> _Data records_
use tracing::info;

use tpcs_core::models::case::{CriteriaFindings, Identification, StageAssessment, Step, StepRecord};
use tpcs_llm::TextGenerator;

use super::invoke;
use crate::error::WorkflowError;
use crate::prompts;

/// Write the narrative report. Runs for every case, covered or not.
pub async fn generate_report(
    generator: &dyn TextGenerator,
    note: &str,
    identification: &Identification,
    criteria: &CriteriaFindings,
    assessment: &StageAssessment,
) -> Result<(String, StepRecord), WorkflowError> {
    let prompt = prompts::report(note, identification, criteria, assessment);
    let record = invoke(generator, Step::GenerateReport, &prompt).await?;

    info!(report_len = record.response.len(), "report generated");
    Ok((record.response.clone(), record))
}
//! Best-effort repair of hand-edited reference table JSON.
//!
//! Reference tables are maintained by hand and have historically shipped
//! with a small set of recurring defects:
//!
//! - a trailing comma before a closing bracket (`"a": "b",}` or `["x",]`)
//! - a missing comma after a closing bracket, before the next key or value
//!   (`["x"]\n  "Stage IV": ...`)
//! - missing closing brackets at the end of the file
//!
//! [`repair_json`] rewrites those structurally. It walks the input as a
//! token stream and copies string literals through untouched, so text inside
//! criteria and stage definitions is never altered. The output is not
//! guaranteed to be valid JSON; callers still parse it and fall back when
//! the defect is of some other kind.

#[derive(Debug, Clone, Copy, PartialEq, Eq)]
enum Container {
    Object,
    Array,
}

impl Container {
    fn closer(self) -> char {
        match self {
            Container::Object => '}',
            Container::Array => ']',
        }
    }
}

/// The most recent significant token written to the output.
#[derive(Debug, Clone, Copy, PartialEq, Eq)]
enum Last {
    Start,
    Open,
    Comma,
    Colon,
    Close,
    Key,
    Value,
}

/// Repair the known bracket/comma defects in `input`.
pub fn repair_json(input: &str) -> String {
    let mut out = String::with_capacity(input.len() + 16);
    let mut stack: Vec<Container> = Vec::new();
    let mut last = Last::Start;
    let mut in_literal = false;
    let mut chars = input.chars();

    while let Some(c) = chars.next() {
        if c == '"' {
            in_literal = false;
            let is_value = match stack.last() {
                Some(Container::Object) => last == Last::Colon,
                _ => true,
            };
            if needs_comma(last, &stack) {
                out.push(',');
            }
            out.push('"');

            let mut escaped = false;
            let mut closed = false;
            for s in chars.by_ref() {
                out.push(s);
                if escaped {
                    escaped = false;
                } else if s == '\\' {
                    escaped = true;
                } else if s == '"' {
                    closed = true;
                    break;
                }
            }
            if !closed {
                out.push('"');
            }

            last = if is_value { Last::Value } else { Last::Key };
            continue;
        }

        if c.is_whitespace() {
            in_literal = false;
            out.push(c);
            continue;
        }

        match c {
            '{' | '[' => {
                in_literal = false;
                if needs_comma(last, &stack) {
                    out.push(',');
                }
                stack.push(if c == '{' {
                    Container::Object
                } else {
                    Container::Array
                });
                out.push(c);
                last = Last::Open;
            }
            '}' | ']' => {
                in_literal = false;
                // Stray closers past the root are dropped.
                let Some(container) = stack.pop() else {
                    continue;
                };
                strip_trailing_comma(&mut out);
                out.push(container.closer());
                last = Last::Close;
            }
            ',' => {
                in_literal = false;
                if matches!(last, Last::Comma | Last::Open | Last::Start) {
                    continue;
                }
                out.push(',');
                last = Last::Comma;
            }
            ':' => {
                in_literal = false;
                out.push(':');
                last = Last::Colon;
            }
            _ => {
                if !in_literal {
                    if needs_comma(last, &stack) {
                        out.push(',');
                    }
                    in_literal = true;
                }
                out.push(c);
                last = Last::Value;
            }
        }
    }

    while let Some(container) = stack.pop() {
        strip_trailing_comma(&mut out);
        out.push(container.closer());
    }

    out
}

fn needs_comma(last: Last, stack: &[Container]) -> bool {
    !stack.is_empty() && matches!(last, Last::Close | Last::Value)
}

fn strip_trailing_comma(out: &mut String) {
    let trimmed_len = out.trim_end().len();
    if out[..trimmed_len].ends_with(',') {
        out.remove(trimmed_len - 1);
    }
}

* * *

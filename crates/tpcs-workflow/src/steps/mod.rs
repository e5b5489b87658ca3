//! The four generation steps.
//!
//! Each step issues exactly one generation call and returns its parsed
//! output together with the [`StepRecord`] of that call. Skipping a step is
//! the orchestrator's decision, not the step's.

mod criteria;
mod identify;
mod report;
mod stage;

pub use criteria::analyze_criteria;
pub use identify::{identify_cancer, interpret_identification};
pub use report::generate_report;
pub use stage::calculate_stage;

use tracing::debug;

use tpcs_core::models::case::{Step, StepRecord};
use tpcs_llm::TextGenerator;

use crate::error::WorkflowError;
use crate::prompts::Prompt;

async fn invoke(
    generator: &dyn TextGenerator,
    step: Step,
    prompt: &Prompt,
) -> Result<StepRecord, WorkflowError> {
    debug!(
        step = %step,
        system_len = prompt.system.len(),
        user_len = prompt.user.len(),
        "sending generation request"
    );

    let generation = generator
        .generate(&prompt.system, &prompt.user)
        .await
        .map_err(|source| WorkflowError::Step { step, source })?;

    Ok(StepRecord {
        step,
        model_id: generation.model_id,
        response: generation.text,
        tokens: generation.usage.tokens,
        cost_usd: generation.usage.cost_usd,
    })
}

> _Exercise brief_
From the records above, give again exactly the lines running from the line with "use tracing::info;" to the line with "use crate::prompts;", inclusive.

> _Written response_
use tracing::info;

use tpcs_core::models::case::{CriteriaFindings, Identification, StageAssessment, Step, StepRecord};
use tpcs_llm::TextGenerator;

use super::invoke;
use crate::error::WorkflowError;
use crate::prompts;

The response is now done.